Modeling Quantum Optomechanical STIRAP

TL;DR

This paper explores quantum optomechanical STIRAP for creating entangled states between mechanical modes, demonstrating high-fidelity entanglement achievable with current cryogenic technology and proposing an interferometric method to measure it.

Contribution

It analytically and numerically investigates fractional STIRAP in optomechanical systems, revealing methods to generate and quantify mechanical entanglement.

Findings

Fractional STIRAP can generate mechanical Bell states from single phonon states.

High-fidelity entanglement is achievable with cryogenic cooling and current devices.
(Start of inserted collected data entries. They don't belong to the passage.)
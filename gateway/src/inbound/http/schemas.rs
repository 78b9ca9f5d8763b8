//! OpenAPI schema definitions for domain types.
//!
//! Domain types remain framework-agnostic by not deriving `ToSchema`. This
//! module provides the schema definitions required for OpenAPI documentation
//! using utoipa's external schema registration.

use utoipa::ToSchema;

/// OpenAPI schema for [`crate::domain::ErrorCode`].
#[derive(ToSchema)]
#[schema(as = crate::domain::ErrorCode)]
pub enum ErrorCodeSchema {
    /// The request is malformed or fails validation.
    #[schema(rename = "invalid_request")]
    InvalidRequest,
    /// Authentication failed or is missing.
    #[schema(rename = "unauthorized")]
    Unauthorized,
    /// Authenticated but not permitted to perform this action.
    #[schema(rename = "forbidden")]
    Forbidden,
    /// The requested resource does not exist.
    #[schema(rename = "not_found")]
    NotFound,
    /// The practice backend could not be reached.
    #[schema(rename = "service_unavailable")]
    ServiceUnavailable,
    /// An unexpected error occurred inside the gateway.
    #[schema(rename = "internal_error")]
    InternalError,
}

/// OpenAPI schema for [`crate::domain::Error`].
///
/// Field-level validation failures carry
/// `details.fieldErrors: {"<field>": ["<message>", ...]}`.
#[derive(ToSchema)]
#[schema(as = crate::domain::Error)]
#[schema(rename_all = "camelCase")]
#[expect(
    dead_code,
    reason = "Used only for OpenAPI schema generation via utoipa"
)]
pub struct ErrorSchema {
    /// Stable machine-readable error code.
    #[schema(example = "invalid_request")]
    code: ErrorCodeSchema,
    /// Human-readable message returned to clients.
    #[schema(example = "Something went wrong. Please try again.")]
    message: String,
    /// Correlation identifier for tracing this error across systems.
    #[schema(example = "3fa85f64-5717-4562-b3fc-2c963f66afa6")]
    trace_id: Option<String>,
    /// Supplementary error details for clients.
    details: Option<serde_json::Value>,
}

/// OpenAPI schema for [`crate::domain::UserProfile`].
#[derive(ToSchema)]
#[schema(as = crate::domain::UserProfile)]
#[schema(rename_all = "camelCase")]
#[expect(
    dead_code,
    reason = "Used only for OpenAPI schema generation via utoipa"
)]
pub struct UserProfileSchema {
    #[schema(example = "7")]
    id: String,
    #[schema(example = "01712345678")]
    phone: String,
    #[schema(example = "Dr. Karim")]
    name: String,
    is_admin: bool,
    /// One of `admin`, `owner`, `doctor`, `staff`.
    #[schema(example = "owner")]
    role: String,
}

/// OpenAPI schema for [`crate::domain::resources::Organization`].
#[derive(ToSchema)]
#[schema(as = crate::domain::resources::Organization)]
#[schema(rename_all = "camelCase")]
#[expect(
    dead_code,
    reason = "Used only for OpenAPI schema generation via utoipa"
)]
pub struct OrganizationSchema {
    id: String,
    /// Route identifier used in `/{organizationId}` paths.
    #[schema(example = "org-1")]
    uid: String,
    name: String,
    owner: Option<String>,
    organization_type: Option<String>,
    phone: Option<String>,
    address: Option<String>,
    is_active: bool,
}

#[cfg(test)]
mod tests {
    use super::*;
    use utoipa::PartialSchema;

    fn schema_to_json<T: PartialSchema>() -> String {
        serde_json::to_string(&T::schema()).expect("schema serialises to JSON")
    }

    #[test]
    fn error_schema_uses_camel_case_trace_id() {
        let schema_json = schema_to_json::<ErrorSchema>();
        assert_eq!(ErrorSchema::name(), "crate.domain.Error");
        assert!(schema_json.contains("traceId"), "schema should contain traceId");
    }

    #[test]
    fn error_code_schema_variants_match_domain() {
        let schema_json = schema_to_json::<ErrorCodeSchema>();
        for code in [
            "invalid_request",
            "unauthorized",
            "forbidden",
            "not_found",
            "service_unavailable",
            "internal_error",
        ] {
            assert!(schema_json.contains(code), "missing {code}");
        }
    }

    #[test]
    fn organization_schema_exposes_uid() {
        let schema_json = schema_to_json::<OrganizationSchema>();
        assert!(schema_json.contains("\"uid\""));
        assert!(schema_json.contains("isActive"));
    }
}
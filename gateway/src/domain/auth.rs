//! Authentication primitives such as login credentials.
//!
//! Credentials are validated here, before any handler talks to the identity
//! port, so malformed logins never reach the practice backend.

use zeroize::Zeroizing;

use super::forms::ValidationError;
use super::formatting::normalize_phone_number;

/// Minimum accepted password length.
pub const PASSWORD_MIN_LEN: usize = 8;

/// Domain error returned when login payload values are invalid.
#[derive(Debug, Clone, PartialEq, Eq, thiserror::Error)]
pub enum LoginValidationError {
    /// Phone number was missing or blank once trimmed.
    #[error("Phone number is required.")]
    EmptyPhone,
    /// Phone number is not a valid mobile number.
    #[error("Invalid phone number.")]
    InvalidPhone,
    /// Password was blank.
    #[error("Password is required.")]
    EmptyPassword,
    /// Password is shorter than [`PASSWORD_MIN_LEN`].
    #[error("Password must be at least {min} characters.")]
    PasswordTooShort { min: usize },
}

impl LoginValidationError {
    /// Form field the error belongs to.
    pub fn field(&self) -> &'static str {
        match self {
            Self::EmptyPhone | Self::InvalidPhone => "phone",
            Self::EmptyPassword | Self::PasswordTooShort { .. } => "password",
        }
    }

    /// Convert into the field-level error shape shared with the form engine.
    pub fn to_validation_error(&self) -> ValidationError {
        ValidationError::new(self.field(), [self.to_string()])
    }
}

/// Validated login credentials used by the identity port.
///
/// ## Invariants
/// - `phone` is normalised to `01XXXXXXXXX`.
/// - `password` is at least [`PASSWORD_MIN_LEN`] characters and retains
///   caller-provided whitespace.
///
/// # Examples
/// ```
/// use gateway::domain::LoginCredentials;
///
/// let creds = LoginCredentials::try_from_parts("+8801712345678", "password1", true).unwrap();
/// assert_eq!(creds.phone(), "01712345678");
/// assert!(creds.remember_me());
/// ```
#[derive(Debug, Clone, PartialEq, Eq)]
pub struct LoginCredentials {
    phone: String,
    password: Zeroizing<String>,
    remember_me: bool,
}

impl LoginCredentials {
    /// Construct credentials from raw inputs.
    pub fn try_from_parts(
        phone: &str,
        password: &str,
        remember_me: bool,
    ) -> Result<Self, LoginValidationError> {
        let trimmed = phone.trim();
        if trimmed.is_empty() {
            return Err(LoginValidationError::EmptyPhone);
        }
        let phone = normalize_phone_number(trimmed).ok_or(LoginValidationError::InvalidPhone)?;

        if password.is_empty() {
            return Err(LoginValidationError::EmptyPassword);
        }
        if password.chars().count() < PASSWORD_MIN_LEN {
            return Err(LoginValidationError::PasswordTooShort {
                min: PASSWORD_MIN_LEN,
            });
        }

        Ok(Self {
            phone,
            password: Zeroizing::new(password.to_owned()),
            remember_me,
        })
    }

    /// Canonical phone number.
    pub fn phone(&self) -> &str {
        self.phone.as_str()
    }

    /// Password string provided by the caller.
    pub fn password(&self) -> &str {
        self.password.as_str()
    }

    /// Whether long-lived cookies were requested.
    pub fn remember_me(&self) -> bool {
        self.remember_me
    }

    /// URL-encoded form fields posted to the backend login endpoint.
    pub(crate) fn form_fields(&self) -> Vec<(String, String)> {
        vec![
            ("phone".to_owned(), self.phone.clone()),
            ("password".to_owned(), self.password.as_str().to_owned()),
            ("remember_me".to_owned(), self.remember_me.to_string()),
        ]
    }
}

/// Validated phone number used by verification and password-reset flows.
#[derive(Debug, Clone, PartialEq, Eq)]
pub struct PhoneRequest {
    phone: String,
}

impl PhoneRequest {
    /// Validate a raw phone number.
    pub fn try_new(phone: &str) -> Result<Self, LoginValidationError> {
        let trimmed = phone.trim();
        if trimmed.is_empty() {
            return Err(LoginValidationError::EmptyPhone);
        }
        normalize_phone_number(trimmed)
            .map(|phone| Self { phone })
            .ok_or(LoginValidationError::InvalidPhone)
    }

    /// Canonical phone number.
    pub fn phone(&self) -> &str {
        self.phone.as_str()
    }
}

#[cfg(test)]
mod tests {
    //! Regression coverage for this module.
    use super::*;
    use rstest::rstest;

    #[rstest]
    #[case("", "password1", LoginValidationError::EmptyPhone)]
    #[case("   ", "password1", LoginValidationError::EmptyPhone)]
    #[case("12345", "password1", LoginValidationError::InvalidPhone)]
    #[case("017১২৩৪৫৬৭৮", "password1", LoginValidationError::InvalidPhone)]
    #[case("01712345678", "", LoginValidationError::EmptyPassword)]
    #[case(
        "01712345678",
        "short",
        LoginValidationError::PasswordTooShort { min: PASSWORD_MIN_LEN }
    )]
    fn invalid_credentials(
        #[case] phone: &str,
        #[case] password: &str,
        #[case] expected: LoginValidationError,
    ) {
        let err = LoginCredentials::try_from_parts(phone, password, false)
            .expect_err("invalid inputs must fail");
        assert_eq!(err, expected);
    }

    #[rstest]
    #[case(LoginValidationError::EmptyPhone, "phone", "Phone number is required.")]
    #[case(LoginValidationError::InvalidPhone, "phone", "Invalid phone number.")]
    #[case(LoginValidationError::EmptyPassword, "password", "Password is required.")]
    fn errors_render_user_facing_messages(
        #[case] err: LoginValidationError,
        #[case] field: &str,
        #[case] message: &str,
    ) {
        assert_eq!(err.field(), field);
        assert_eq!(err.to_string(), message);
    }

    #[test]
    fn short_password_maps_to_password_field() {
        let err = LoginCredentials::try_from_parts("01712345678", "short", false)
            .expect_err("short password");
        let field_error = err.to_validation_error();
        assert_eq!(field_error.field, "password");
        assert_eq!(
            field_error.messages,
            vec!["Password must be at least 8 characters.".to_owned()]
        );
    }

    #[test]
    fn form_fields_carry_remember_flag() {
        let creds =
            LoginCredentials::try_from_parts(" 01712345678 ", "password1", true).expect("valid");
        assert_eq!(
            creds.form_fields(),
            vec![
                ("phone".to_owned(), "01712345678".to_owned()),
                ("password".to_owned(), "password1".to_owned()),
                ("remember_me".to_owned(), "true".to_owned()),
            ]
        );
    }

    #[test]
    fn phone_request_normalises() {
        let request = PhoneRequest::try_new("+880 1812 345678").expect("valid");
        assert_eq!(request.phone(), "01812345678");
        assert_eq!(
            PhoneRequest::try_new("abc"),
            Err(LoginValidationError::InvalidPhone)
        );
    }
}
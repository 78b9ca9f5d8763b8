//! Correlation identifier shared by gateway logs, error bodies and backend calls.
//!
//! The trace middleware adopts a caller-supplied `trace-id` header or mints a
//! fresh UUID, then runs the handler inside [`TraceId::scope`]. Anything on
//! that task can ask for [`TraceId::current`]: the error responder echoes it,
//! and the backend client forwards it so practice-backend logs line up with
//! ours.
//!
//! The value lives in a Tokio task-local and does not follow `tokio::spawn`;
//! wrap spawned futures in [`TraceId::scope`] to keep correlation.

use std::fmt;
use std::future::Future;
use std::str::FromStr;

use tokio::task_local;
use uuid::Uuid;

/// Header used both on gateway responses and on outbound backend requests.
pub const TRACE_ID_HEADER: &str = "trace-id";

task_local! {
    pub(crate) static TRACE_ID: TraceId;
}

/// UUID naming one inbound request.
///
/// # Examples
/// ```
/// use gateway::domain::TraceId;
///
/// let id: TraceId = "6f1c2d4e-8a9b-4c3d-9e0f-1a2b3c4d5e6f".parse().expect("uuid");
/// assert_eq!(id.to_string(), "6f1c2d4e-8a9b-4c3d-9e0f-1a2b3c4d5e6f");
/// ```
#[derive(Debug, Clone, Copy, PartialEq, Eq)]
pub struct TraceId(pub(crate) Uuid);

impl TraceId {
    /// Mint an identifier for a request that arrived without one.
    #[must_use]
    pub(crate) fn generate() -> Self {
        Self(Uuid::new_v4())
    }

    /// Identifier of the request being served on this task, if any.
    #[must_use]
    pub fn current() -> Option<Self> {
        TRACE_ID.try_with(|id| *id).ok()
    }

    /// Run `fut` with `trace_id` visible to [`TraceId::current`].
    ///
    /// # Examples
    /// ```
    /// use gateway::domain::TraceId;
    ///
    /// # tokio::runtime::Runtime::new().unwrap().block_on(async {
    /// let id: TraceId = "00000000-0000-0000-0000-000000000000".parse().expect("uuid");
    /// let seen = TraceId::scope(id, async { TraceId::current() }).await;
    /// assert_eq!(seen, Some(id));
    /// # });
    /// ```
    pub async fn scope<Fut>(trace_id: TraceId, fut: Fut) -> Fut::Output
    where
        Fut: Future,
    {
        TRACE_ID.scope(trace_id, fut).await
    }
}

impl fmt::Display for TraceId {
    fn fmt(&self, f: &mut fmt::Formatter<'_>) -> fmt::Result {
        fmt::Display::fmt(&self.0, f)
    }
}

impl FromStr for TraceId {
    type Err = uuid::Error;

    fn from_str(s: &str) -> Result<Self, Self::Err> {
        Uuid::parse_str(s).map(Self)
    }
}

#[cfg(test)]
mod tests {
    //! Regression coverage for this module.
    use super::*;
    use rstest::rstest;

    #[tokio::test]
    async fn nested_futures_see_the_request_id() {
        let request = TraceId::generate();
        let seen = TraceId::scope(request, async {
            let inner = async { TraceId::current() };
            inner.await
        })
        .await;
        assert_eq!(seen, Some(request));
    }

    #[tokio::test]
    async fn spawned_tasks_need_their_own_scope() {
        let request = TraceId::generate();
        let (bare, scoped) = TraceId::scope(request, async move {
            let bare = tokio::spawn(async { TraceId::current() });
            let scoped = tokio::spawn(TraceId::scope(request, async { TraceId::current() }));
            (bare.await.expect("join"), scoped.await.expect("join"))
        })
        .await;
        assert_eq!(bare, None);
        assert_eq!(scoped, Some(request));
    }

    #[tokio::test]
    async fn nothing_is_in_scope_between_requests() {
        assert!(TraceId::current().is_none());
    }

    #[rstest]
    #[case("")]
    #[case("not-a-uuid")]
    #[case("00000000-0000-0000-0000")]
    fn malformed_header_values_are_rejected(#[case] raw: &str) {
        assert!(raw.parse::<TraceId>().is_err());
    }
}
A protocol using time-reversed fractional STIRAP is proposed to measure entanglement.

Abstract

Quantum optomechanical STIRAP (Stimulated Raman Adiabatic Passage) is investigated for a system of two mechanical modes coupled to an optical mode. We show analytically that in a system without loss, fractional STIRAP can generate a mechanical Bell state from a single phonon Fock state of one of the mechanical modes with the other mechanical mode in the vacuum state, and a product state from a coherent state. Relative phases between Fock basis components in the final state of STIRAP are determined by the phonon-number parity of the initial state. Furthermore, the system is numerically studied to determine the effects of dissipation, and it is concluded that high-fidelity entanglement can be achieved via fractional STIRAP using state-of-the-art cryogenic cooling and mechanical devices. Finally, an interferometric protocol using time-reversed fractional STIRAP is proposed to quantify entanglement between two mechanical modes.